DRAM spot prices, which had experienced a long period of decline, have finally stabilized as Samsung is committed to propping them up. Spot prices of DDR4 products, in particular, have risen slightly. Additionally, since spot prices are currently lower than contract prices for both DDR4 and DDR5 products, module houses and other buyers prefer spot trading. This, in turn, has helped stabilize spot prices.

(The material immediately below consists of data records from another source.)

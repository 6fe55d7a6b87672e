/// `scriptpro list` command implementation
use anyhow::Result;

use crate::api::types::ServiceInfo;
use crate::cli::ListArgs;
use crate::cli_utils::scriptpro_prefix;
use crate::merger::MergedConfig;

pub fn run(args: ListArgs) -> Result<()> {
    let merged = MergedConfig::load(&args.common)?;
    let dispatcher = merged.dispatcher()?;

    let services: Vec<ServiceInfo> = dispatcher
        .registry()
        .list()
        .iter()
        .map(|capability| ServiceInfo::from(capability.as_ref()))
        .collect();

    if args.json {
        println!("{}", serde_json::to_string_pretty(&services)?);
        return Ok(());
    }

    eprintln!(
        "{} Scripts from {}",
        scriptpro_prefix(),
        dispatcher.scripts_root().display()
    );

    let width = services
        .iter()
        .map(|s| s.identifier.len())
        .max()
        .unwrap_or(0);

    for service in &services {
        let params: Vec<&str> = service.fields.keys().map(String::as_str).collect();
        println!(
            "{:width$}  {}  [{}]",
            service.identifier,
            service.name,
            params.join(", "),
            width = width
        );
        if !service.description.is_empty() {
            println!("{:width$}  {}", "", service.description, width = width);
        }
    }

    Ok(())
}
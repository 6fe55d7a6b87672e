//! Registered capabilities
//!
//! The set of independently invocable capabilities. Two built-ins are always
//! present; everything else is replaced wholesale by each discovery pass.
use serde::Serialize;
use std::collections::BTreeMap;
use std::path::PathBuf;
use std::sync::{Arc, PoisonError, RwLock};

use super::discovery::DiscoveredScript;
use super::metadata::{ParameterSpec, ScriptMetadata};

/// Ad-hoc execution of a `file` or inline `source`
pub const EXEC_CAPABILITY: &str = "exec";
/// Re-run discovery
pub const RELOAD_CAPABILITY: &str = "reload";

/// Capabilities that survive every discovery pass
pub const PROTECTED_CAPABILITIES: &[&str] = &[EXEC_CAPABILITY, RELOAD_CAPABILITY];

#[derive(Debug, Clone, PartialEq, Serialize)]
#[serde(tag = "kind", content = "path", rename_all = "lowercase")]
pub enum CapabilityHandler {
    /// Runs the request's own `file` or `source`
    Inline,
    /// Triggers a discovery pass
    Reload,
    /// Runs a discovered script file
    File(PathBuf),
}

#[derive(Debug, Clone, PartialEq, Serialize)]
pub struct RegisteredCapability {
    pub identifier: String,
    pub handler: CapabilityHandler,
    pub metadata: ScriptMetadata,
}

impl RegisteredCapability {
    fn exec() -> Self {
        let mut metadata = ScriptMetadata::with_defaults("Execute script");
        metadata.description = "Run a script file or inline source".to_string();
        metadata.parameters.insert(
            "file".to_string(),
            ParameterSpec {
                description: Some("Path of the script, relative to the config directory".to_string()),
                example: Some(serde_json::Value::from("scripts/hello.rhai")),
                kind: Some("string".to_string()),
                ..Default::default()
            },
        );
        metadata.parameters.insert(
            "source".to_string(),
            ParameterSpec {
                description: Some("Inline script source".to_string()),
                example: Some(serde_json::Value::from("let out = 1 + 2;")),
                kind: Some("string".to_string()),
                ..Default::default()
            },
        );

        Self {
            identifier: EXEC_CAPABILITY.to_string(),
            handler: CapabilityHandler::Inline,
            metadata,
        }
    }

    fn reload() -> Self {
        Self {
            identifier: RELOAD_CAPABILITY.to_string(),
            handler: CapabilityHandler::Reload,
            metadata: ScriptMetadata {
                name: "Reload scripts".to_string(),
                description: "Rescan the script directory".to_string(),
                parameters: BTreeMap::new(),
            },
        }
    }
}

impl From<DiscoveredScript> for RegisteredCapability {
    fn from(script: DiscoveredScript) -> Self {
        Self {
            identifier: script.identifier,
            handler: CapabilityHandler::File(script.path),
            metadata: script.metadata,
        }
    }
}

/// Thread-safe capability set.
///
/// Lookups hand out `Arc`s, so an invocation that resolved a capability keeps
/// running even if a discovery pass removes it meanwhile.
pub struct CapabilityRegistry {
    capabilities: RwLock<BTreeMap<String, Arc<RegisteredCapability>>>,
}

impl Default for CapabilityRegistry {
    fn default() -> Self {
        Self::new()
    }
}

impl CapabilityRegistry {
    /// Registry holding only the built-in capabilities
    pub fn new() -> Self {
        let mut capabilities = BTreeMap::new();
        for builtin in [RegisteredCapability::exec(), RegisteredCapability::reload()] {
            capabilities.insert(builtin.identifier.clone(), Arc::new(builtin));
        }

        Self {
            capabilities: RwLock::new(capabilities),
        }
    }

    pub fn get(&self, identifier: &str) -> Option<Arc<RegisteredCapability>> {
        self.capabilities
            .read()
            .unwrap_or_else(PoisonError::into_inner)
            .get(identifier)
            .cloned()
    }

    /// All capabilities, ordered by identifier
    pub fn list(&self) -> Vec<Arc<RegisteredCapability>> {
        self.capabilities
            .read()
            .unwrap_or_else(PoisonError::into_inner)
            .values()
            .cloned()
            .collect()
    }

    /// Remove every non-protected capability and register `scripts` instead
    pub fn replace_discovered(&self, scripts: Vec<DiscoveredScript>) -> usize {
        let mut capabilities = self
            .capabilities
            .write()
            .unwrap_or_else(PoisonError::into_inner);

        let before = capabilities.len();
        capabilities.retain(|id, _| PROTECTED_CAPABILITIES.contains(&id.as_str()));
        let removed = before - capabilities.len();

        let mut added = 0;
        for script in scripts {
            if PROTECTED_CAPABILITIES.contains(&script.identifier.as_str()) {
                continue;
            }
            let capability = RegisteredCapability::from(script);
            capabilities.insert(capability.identifier.clone(), Arc::new(capability));
            added += 1;
        }

        tracing::info!(
            operation = "registry.replace",
            removed = removed,
            added = added,
            "capabilities registered"
        );

        added
    }
}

The average spot price of mainstream chips (i.e., DDR4 1Gx8 2666MT/s) has increased by 0.81% from US$1.979 last week to US$1.995 this week.

NAND Flash Spot Price:

Spot prices have started to stabilize recently as a result of reluctance in truncation from spot traders and module houses, as well as the consideration on how the growth of demand has been exceedingly confined by the drop of prices. Demand for a small extent of inventory replenishment remains possible for 3Q24, when sales performance from the spot market is expected to improve from that of 2Q24. On the whole, spot prices would first maintain equilibrium whilst awaiting for the final development of suppliers’ contract prices and the market status for 3Q24, before deciding on subsequent actions. Spot prices of 512Gb TLC wafers have dropped by 0.58% this week, arriving at US$3.272.